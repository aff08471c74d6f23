// SPDX-License-Identifier: MIT OR Apache-2.0
//! Read-side conversations projection.
//!
//! Reshapes the raw envelope log into a human-friendly exchange list:
//! requests (`relay.agent.*`, `relay.system.*`) joined with their response
//! chunks (`relay.human.console.*`), labelled via a pluggable subject
//! resolver, and augmented with dead-letter failure reasons. Pure function
//! on a snapshot of the log; mutates nothing.

use chrono::{DateTime, Utc};
use relay_core::{DeadLetter, DeadLetterReason, Envelope, MessageStatus};
use serde::Serialize;
use std::collections::HashMap;
use uuid::Uuid;

/// Subject patterns that open a conversation.
const REQUEST_PATTERNS: &[&str] = &["relay.agent.*", "relay.system.*"];

/// Subject pattern of response chunks.
const RESPONSE_PATTERN: &str = "relay.human.console.*";

// ---------------------------------------------------------------------------
// Resolver
// ---------------------------------------------------------------------------

/// Resolves a subject to a display label.
///
/// Implemented outside the kernel by manifest and session readers; the
/// default falls back to the subject's last token.
pub trait SubjectResolver: Send + Sync {
    /// A human-readable label for `subject`, if one is known.
    fn label(&self, subject: &str) -> Option<String>;
}

/// Resolver that knows nothing; every subject falls back to its last token.
#[derive(Debug, Clone, Copy, Default)]
pub struct NullResolver;

impl SubjectResolver for NullResolver {
    fn label(&self, _subject: &str) -> Option<String> {
        None
    }
}

fn fallback_label(subject: &str) -> String {
    subject.rsplit('.').next().unwrap_or(subject).to_string()
}

// ---------------------------------------------------------------------------
// Wire types
// ---------------------------------------------------------------------------

/// One envelope inside a conversation.
#[derive(Debug, Clone, Serialize)]
pub struct ConversationMessage {
    /// Envelope id.
    pub id: Uuid,
    /// Envelope subject.
    pub subject: String,
    /// Envelope payload.
    pub payload: serde_json::Value,
    /// Publish instant.
    pub created_at: DateTime<Utc>,
}

impl From<&Envelope> for ConversationMessage {
    fn from(envelope: &Envelope) -> Self {
        Self {
            id: envelope.id,
            subject: envelope.subject.clone(),
            payload: envelope.payload.clone(),
            created_at: envelope.created_at,
        }
    }
}

/// One request/response exchange.
#[derive(Debug, Clone, Serialize)]
pub struct Conversation {
    /// Trace id shared by the exchange.
    pub trace_id: Uuid,
    /// Subject of the opening request.
    pub subject: String,
    /// Display label for the request subject.
    pub label: String,
    /// Origin of the request.
    pub from: String,
    /// When the request was published.
    pub started_at: DateTime<Utc>,
    /// Status of the request envelope.
    pub status: MessageStatus,
    /// The opening request.
    pub request: ConversationMessage,
    /// Response chunks, oldest first.
    pub responses: Vec<ConversationMessage>,
    /// Dead-letter reason, if anything in the exchange failed.
    #[serde(skip_serializing_if = "Option::is_none")]
    pub failure_reason: Option<DeadLetterReason>,
}

// ---------------------------------------------------------------------------
// Projection
// ---------------------------------------------------------------------------

/// Project the envelope log into conversations, newest first.
pub fn project(
    messages: &[Envelope],
    dead_letters: &[DeadLetter],
    resolver: &dyn SubjectResolver,
) -> Vec<Conversation> {
    let mut failures: HashMap<Uuid, DeadLetterReason> = HashMap::new();
    for dl in dead_letters {
        failures.insert(dl.envelope.trace_id, dl.reason);
    }

    let mut responses_by_trace: HashMap<Uuid, Vec<&Envelope>> = HashMap::new();
    for envelope in messages {
        if relay_subject::matches(RESPONSE_PATTERN, &envelope.subject) {
            responses_by_trace
                .entry(envelope.trace_id)
                .or_default()
                .push(envelope);
        }
    }

    let mut conversations: Vec<Conversation> = messages
        .iter()
        .filter(|e| {
            REQUEST_PATTERNS
                .iter()
                .any(|p| relay_subject::matches(p, &e.subject))
        })
        .map(|request| {
            let mut responses: Vec<ConversationMessage> = responses_by_trace
                .get(&request.trace_id)
                .map(|rs| rs.iter().map(|r| ConversationMessage::from(*r)).collect())
                .unwrap_or_default();
            responses.sort_by_key(|r| (r.created_at, r.id));

            let label = resolver
                .label(&request.subject)
                .unwrap_or_else(|| fallback_label(&request.subject));

            Conversation {
                trace_id: request.trace_id,
                subject: request.subject.clone(),
                label,
                from: request.from.clone(),
                started_at: request.created_at,
                status: request.status,
                request: ConversationMessage::from(request),
                responses,
                failure_reason: failures.get(&request.trace_id).copied(),
            }
        })
        .collect();

    conversations.sort_by(|a, b| (b.started_at, b.trace_id).cmp(&(a.started_at, a.trace_id)));
    conversations
}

» THE TASK
The entries above are to be copied word for word.

» WRITTEN SOLUTION
repository aff08471c74d6f23
// SPDX-License-Identifier: MIT OR Apache-2.0
//! Read-side conversations projection.
//!
//! Reshapes the raw envelope log into a human-friendly exchange list:
//! requests (`relay.agent.*`, `relay.system.*`) joined with their response
//! chunks (`relay.human.console.*`), labelled via a pluggable subject
//! resolver, and augmented with dead-letter failure reasons. Pure function
//! on a snapshot of the log; mutates nothing.

use chrono::{DateTime, Utc};
use relay_core::{DeadLetter, DeadLetterReason, Envelope, MessageStatus};
use serde::Serialize;
use std::collections::HashMap;
use uuid::Uuid;

/// Subject patterns that open a conversation.
const REQUEST_PATTERNS: &[&str] = &["relay.agent.*", "relay.system.*"];

/// Subject pattern of response chunks.
const RESPONSE_PATTERN: &str = "relay.human.console.*";

// ---------------------------------------------------------------------------
// Resolver
// ---------------------------------------------------------------------------

/// Resolves a subject to a display label.
///
/// Implemented outside the kernel by manifest and session readers; the
/// default falls back to the subject's last token.
pub trait SubjectResolver: Send + Sync {
    /// A human-readable label for `subject`, if one is known.
    fn label(&self, subject: &str) -> Option<String>;
}

/// Resolver that knows nothing; every subject falls back to its last token.
#[derive(Debug, Clone, Copy, Default)]
pub struct NullResolver;

impl SubjectResolver for NullResolver {
    fn label(&self, _subject: &str) -> Option<String> {
        None
    }
}

fn fallback_label(subject: &str) -> String {
    subject.rsplit('.').next().unwrap_or(subject).to_string()
}

// ---------------------------------------------------------------------------
// Wire types
// ---------------------------------------------------------------------------

/// One envelope inside a conversation.
#[derive(Debug, Clone, Serialize)]
pub struct ConversationMessage {
    /// Envelope id.
    pub id: Uuid,
    /// Envelope subject.
    pub subject: String,
    /// Envelope payload.
    pub payload: serde_json::Value,
    /// Publish instant.
    pub created_at: DateTime<Utc>,
}

impl From<&Envelope> for ConversationMessage {
    fn from(envelope: &Envelope) -> Self {
        Self {
            id: envelope.id,
            subject: envelope.subject.clone(),
            payload: envelope.payload.clone(),
            created_at: envelope.created_at,
        }
    }
}

/// One request/response exchange.
#[derive(Debug, Clone, Serialize)]
pub struct Conversation {
    /// Trace id shared by the exchange.
    pub trace_id: Uuid,
    /// Subject of the opening request.
    pub subject: String,
    /// Display label for the request subject.
    pub label: String,
    /// Origin of the request.
    pub from: String,
    /// When the request was published.
    pub started_at: DateTime<Utc>,
    /// Status of the request envelope.
    pub status: MessageStatus,
    /// The opening request.
    pub request: ConversationMessage,
    /// Response chunks, oldest first.
    pub responses: Vec<ConversationMessage>,
    /// Dead-letter reason, if anything in the exchange failed.
    #[serde(skip_serializing_if = "Option::is_none")]
    pub failure_reason: Option<DeadLetterReason>,
}

// ---------------------------------------------------------------------------
// Projection
// ---------------------------------------------------------------------------

/// Project the envelope log into conversations, newest first.
pub fn project(
    messages: &[Envelope],
    dead_letters: &[DeadLetter],
    resolver: &dyn SubjectResolver,
) -> Vec<Conversation> {
    let mut failures: HashMap<Uuid, DeadLetterReason> = HashMap::new();
    for dl in dead_letters {
        failures.insert(dl.envelope.trace_id, dl.reason);
    }

    let mut responses_by_trace: HashMap<Uuid, Vec<&Envelope>> = HashMap::new();
    for envelope in messages {
        if relay_subject::matches(RESPONSE_PATTERN, &envelope.subject) {
            responses_by_trace
                .entry(envelope.trace_id)
                .or_default()
                .push(envelope);
        }
    }

    let mut conversations: Vec<Conversation> = messages
        .iter()
        .filter(|e| {
            REQUEST_PATTERNS
                .iter()
                .any(|p| relay_subject::matches(p, &e.subject))
        })
        .map(|request| {
            let mut responses: Vec<ConversationMessage> = responses_by_trace
                .get(&request.trace_id)
                .map(|rs| rs.iter().map(|r| ConversationMessage::from(*r)).collect())
                .unwrap_or_default();
            responses.sort_by_key(|r| (r.created_at, r.id));

            let label = resolver
                .label(&request.subject)
                .unwrap_or_else(|| fallback_label(&request.subject));

            Conversation {
                trace_id: request.trace_id,
                subject: request.subject.clone(),
                label,
                from: request.from.clone(),
                started_at: request.created_at,
                status: request.status,
                request: ConversationMessage::from(request),
                responses,
                failure_reason: failures.get(&request.trace_id).copied(),
            }
        })
        .collect();

    conversations.sort_by(|a, b| (b.started_at, b.trace_id).cmp(&(a.started_at, a.trace_id)));
    conversations
}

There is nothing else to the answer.